*** Records provided Section Begins ***

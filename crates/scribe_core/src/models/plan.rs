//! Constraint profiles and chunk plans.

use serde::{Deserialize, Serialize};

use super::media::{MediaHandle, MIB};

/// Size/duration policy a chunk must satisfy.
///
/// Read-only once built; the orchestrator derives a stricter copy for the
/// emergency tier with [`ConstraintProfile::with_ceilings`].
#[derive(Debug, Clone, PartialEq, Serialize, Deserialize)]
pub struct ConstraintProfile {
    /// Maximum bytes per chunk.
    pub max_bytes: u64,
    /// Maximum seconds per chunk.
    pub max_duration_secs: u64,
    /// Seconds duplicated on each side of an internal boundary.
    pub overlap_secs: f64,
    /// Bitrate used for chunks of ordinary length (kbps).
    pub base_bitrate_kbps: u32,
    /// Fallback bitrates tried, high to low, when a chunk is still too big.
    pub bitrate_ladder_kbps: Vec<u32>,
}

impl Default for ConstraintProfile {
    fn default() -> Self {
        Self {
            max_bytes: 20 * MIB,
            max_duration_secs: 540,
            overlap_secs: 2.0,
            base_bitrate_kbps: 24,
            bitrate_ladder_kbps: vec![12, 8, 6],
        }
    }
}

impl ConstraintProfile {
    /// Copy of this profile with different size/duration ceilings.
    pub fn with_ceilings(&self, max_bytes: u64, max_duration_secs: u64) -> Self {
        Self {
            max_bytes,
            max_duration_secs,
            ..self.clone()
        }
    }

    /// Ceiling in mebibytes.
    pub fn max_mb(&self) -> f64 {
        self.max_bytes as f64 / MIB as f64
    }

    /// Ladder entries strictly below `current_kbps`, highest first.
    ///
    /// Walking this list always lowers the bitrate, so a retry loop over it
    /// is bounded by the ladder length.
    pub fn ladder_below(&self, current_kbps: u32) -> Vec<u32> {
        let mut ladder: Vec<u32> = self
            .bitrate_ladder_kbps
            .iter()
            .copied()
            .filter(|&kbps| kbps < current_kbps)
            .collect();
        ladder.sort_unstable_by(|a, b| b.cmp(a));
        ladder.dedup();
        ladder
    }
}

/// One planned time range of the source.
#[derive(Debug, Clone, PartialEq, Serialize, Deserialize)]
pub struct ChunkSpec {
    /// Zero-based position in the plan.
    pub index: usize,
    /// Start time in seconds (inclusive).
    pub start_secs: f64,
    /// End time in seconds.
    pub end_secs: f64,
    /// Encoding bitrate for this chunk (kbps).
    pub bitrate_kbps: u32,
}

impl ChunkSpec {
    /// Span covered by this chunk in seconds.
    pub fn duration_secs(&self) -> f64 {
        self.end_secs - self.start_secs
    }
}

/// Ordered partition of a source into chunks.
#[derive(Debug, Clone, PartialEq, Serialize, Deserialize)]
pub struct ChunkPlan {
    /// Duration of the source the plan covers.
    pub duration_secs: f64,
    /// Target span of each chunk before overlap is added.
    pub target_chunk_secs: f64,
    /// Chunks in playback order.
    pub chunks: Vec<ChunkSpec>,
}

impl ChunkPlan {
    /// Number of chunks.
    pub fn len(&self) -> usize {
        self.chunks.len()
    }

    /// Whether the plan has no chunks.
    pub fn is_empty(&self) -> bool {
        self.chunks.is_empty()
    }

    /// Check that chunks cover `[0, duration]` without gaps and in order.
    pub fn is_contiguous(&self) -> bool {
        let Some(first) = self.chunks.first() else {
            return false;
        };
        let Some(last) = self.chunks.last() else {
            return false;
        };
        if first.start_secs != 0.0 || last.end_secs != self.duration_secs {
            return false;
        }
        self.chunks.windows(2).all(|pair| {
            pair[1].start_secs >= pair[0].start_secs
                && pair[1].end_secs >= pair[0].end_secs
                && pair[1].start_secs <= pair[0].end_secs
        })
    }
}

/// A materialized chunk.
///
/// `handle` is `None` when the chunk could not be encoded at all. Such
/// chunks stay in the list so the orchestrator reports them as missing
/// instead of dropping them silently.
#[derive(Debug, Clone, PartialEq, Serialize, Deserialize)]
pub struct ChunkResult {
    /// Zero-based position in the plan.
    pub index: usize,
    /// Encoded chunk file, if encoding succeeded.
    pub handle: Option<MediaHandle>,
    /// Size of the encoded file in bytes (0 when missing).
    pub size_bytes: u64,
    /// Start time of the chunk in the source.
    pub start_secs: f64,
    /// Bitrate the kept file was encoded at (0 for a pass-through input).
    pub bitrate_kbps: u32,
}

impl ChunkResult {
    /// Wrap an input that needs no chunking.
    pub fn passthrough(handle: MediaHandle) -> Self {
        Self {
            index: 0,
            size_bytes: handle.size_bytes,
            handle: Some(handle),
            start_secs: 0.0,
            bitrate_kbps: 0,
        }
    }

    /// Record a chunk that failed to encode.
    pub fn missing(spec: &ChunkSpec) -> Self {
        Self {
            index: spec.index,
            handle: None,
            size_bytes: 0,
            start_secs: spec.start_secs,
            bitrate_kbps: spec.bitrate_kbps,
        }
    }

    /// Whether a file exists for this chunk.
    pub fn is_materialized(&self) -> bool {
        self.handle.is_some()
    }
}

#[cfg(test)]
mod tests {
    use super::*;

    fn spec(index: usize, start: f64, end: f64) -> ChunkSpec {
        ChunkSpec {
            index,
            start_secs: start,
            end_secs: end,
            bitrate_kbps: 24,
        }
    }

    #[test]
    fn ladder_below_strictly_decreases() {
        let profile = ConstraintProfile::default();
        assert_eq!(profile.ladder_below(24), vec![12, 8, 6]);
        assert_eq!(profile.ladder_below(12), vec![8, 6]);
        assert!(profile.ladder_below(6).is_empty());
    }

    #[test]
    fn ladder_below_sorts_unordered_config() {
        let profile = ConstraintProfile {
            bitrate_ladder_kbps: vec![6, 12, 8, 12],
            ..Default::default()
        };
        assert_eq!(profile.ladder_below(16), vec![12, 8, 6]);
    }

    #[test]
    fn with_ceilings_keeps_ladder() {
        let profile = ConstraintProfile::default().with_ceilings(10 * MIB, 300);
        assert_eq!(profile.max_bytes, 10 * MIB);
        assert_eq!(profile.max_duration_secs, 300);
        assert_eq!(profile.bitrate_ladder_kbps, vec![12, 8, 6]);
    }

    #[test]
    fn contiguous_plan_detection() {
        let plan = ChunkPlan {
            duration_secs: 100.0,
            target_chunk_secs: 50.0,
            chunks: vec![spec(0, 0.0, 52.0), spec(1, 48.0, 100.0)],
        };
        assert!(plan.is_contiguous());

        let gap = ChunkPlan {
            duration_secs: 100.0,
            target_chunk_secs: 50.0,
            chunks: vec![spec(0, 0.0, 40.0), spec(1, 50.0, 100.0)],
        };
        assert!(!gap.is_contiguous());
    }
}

*** Records provided Section Ends ***
*** Records provided Section Begins ***

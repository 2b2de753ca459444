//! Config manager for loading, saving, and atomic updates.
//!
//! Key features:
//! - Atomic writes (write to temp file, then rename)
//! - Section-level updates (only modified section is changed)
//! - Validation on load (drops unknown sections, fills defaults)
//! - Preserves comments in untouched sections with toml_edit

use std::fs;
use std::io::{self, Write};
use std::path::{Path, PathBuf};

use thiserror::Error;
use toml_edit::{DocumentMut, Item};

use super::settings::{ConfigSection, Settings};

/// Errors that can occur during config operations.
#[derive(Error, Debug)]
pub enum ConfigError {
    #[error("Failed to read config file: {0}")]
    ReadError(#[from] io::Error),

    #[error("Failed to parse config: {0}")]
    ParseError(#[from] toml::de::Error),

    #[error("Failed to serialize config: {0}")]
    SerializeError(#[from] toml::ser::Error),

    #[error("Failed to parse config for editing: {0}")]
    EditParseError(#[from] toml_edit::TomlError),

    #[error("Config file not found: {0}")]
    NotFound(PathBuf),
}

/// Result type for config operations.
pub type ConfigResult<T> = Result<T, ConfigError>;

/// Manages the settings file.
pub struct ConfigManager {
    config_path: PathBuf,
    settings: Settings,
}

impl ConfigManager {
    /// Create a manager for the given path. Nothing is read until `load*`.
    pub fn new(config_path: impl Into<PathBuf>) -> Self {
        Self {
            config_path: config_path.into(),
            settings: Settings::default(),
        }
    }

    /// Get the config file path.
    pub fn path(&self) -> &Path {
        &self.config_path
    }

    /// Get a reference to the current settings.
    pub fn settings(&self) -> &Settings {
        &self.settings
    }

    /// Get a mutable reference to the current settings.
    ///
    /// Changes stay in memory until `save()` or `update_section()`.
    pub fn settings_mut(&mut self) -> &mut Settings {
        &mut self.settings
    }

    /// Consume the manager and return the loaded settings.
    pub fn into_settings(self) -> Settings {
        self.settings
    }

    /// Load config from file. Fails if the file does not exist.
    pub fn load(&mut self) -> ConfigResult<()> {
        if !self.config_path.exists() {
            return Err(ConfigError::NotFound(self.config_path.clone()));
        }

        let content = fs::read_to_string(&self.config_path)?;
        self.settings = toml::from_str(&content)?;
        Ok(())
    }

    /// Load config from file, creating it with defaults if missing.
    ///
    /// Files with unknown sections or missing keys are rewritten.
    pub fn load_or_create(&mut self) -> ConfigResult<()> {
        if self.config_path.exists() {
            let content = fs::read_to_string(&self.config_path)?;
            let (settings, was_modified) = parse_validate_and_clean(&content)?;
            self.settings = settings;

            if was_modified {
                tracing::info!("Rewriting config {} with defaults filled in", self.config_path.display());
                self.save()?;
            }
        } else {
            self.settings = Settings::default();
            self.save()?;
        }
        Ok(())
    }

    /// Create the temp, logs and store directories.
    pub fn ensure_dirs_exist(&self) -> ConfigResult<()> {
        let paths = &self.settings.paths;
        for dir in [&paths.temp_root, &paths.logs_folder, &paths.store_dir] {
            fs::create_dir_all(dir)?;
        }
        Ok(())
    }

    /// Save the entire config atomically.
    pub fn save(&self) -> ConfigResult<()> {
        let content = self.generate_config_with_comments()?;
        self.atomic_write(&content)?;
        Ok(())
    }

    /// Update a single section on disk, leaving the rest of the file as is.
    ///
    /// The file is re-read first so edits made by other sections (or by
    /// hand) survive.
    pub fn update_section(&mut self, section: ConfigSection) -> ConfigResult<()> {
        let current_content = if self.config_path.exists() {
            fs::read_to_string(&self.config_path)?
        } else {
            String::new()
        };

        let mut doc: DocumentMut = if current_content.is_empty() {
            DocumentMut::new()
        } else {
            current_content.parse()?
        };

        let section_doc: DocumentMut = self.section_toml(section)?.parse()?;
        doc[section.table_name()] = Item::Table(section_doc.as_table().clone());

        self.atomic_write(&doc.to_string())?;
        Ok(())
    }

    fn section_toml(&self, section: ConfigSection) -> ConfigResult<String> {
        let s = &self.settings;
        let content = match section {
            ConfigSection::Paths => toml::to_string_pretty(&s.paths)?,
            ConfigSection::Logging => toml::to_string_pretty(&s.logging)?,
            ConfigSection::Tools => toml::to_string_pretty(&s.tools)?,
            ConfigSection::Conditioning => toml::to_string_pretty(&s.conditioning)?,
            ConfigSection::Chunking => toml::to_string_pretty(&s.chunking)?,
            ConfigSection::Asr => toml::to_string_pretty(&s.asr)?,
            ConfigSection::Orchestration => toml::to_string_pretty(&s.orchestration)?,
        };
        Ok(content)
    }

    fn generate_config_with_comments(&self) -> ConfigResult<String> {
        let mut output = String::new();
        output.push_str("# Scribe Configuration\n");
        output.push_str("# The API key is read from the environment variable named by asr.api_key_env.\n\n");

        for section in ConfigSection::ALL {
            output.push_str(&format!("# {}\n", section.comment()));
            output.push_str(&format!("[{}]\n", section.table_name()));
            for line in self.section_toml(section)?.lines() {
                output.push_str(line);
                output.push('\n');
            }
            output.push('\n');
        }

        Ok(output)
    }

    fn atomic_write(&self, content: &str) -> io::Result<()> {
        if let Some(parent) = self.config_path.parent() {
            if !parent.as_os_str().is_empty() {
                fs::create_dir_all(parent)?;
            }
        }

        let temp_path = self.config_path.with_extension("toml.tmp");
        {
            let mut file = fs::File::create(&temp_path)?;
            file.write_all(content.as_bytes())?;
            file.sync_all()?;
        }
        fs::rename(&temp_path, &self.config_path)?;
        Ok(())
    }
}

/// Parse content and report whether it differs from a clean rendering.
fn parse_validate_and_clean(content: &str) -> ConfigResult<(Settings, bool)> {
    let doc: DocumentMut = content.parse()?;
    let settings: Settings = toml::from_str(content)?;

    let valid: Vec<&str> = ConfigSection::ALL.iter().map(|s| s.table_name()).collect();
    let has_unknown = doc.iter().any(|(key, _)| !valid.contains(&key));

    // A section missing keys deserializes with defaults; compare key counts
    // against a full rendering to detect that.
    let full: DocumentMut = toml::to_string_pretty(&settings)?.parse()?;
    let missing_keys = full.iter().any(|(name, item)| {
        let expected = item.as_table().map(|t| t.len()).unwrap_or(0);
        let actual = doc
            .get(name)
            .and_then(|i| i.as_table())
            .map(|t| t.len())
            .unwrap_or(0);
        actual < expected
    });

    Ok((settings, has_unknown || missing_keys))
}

*** Records provided Section Ends ***

Only a number is wanted here: how many lines of the records above include the string "expected"?

▶ _Solved problem_: 2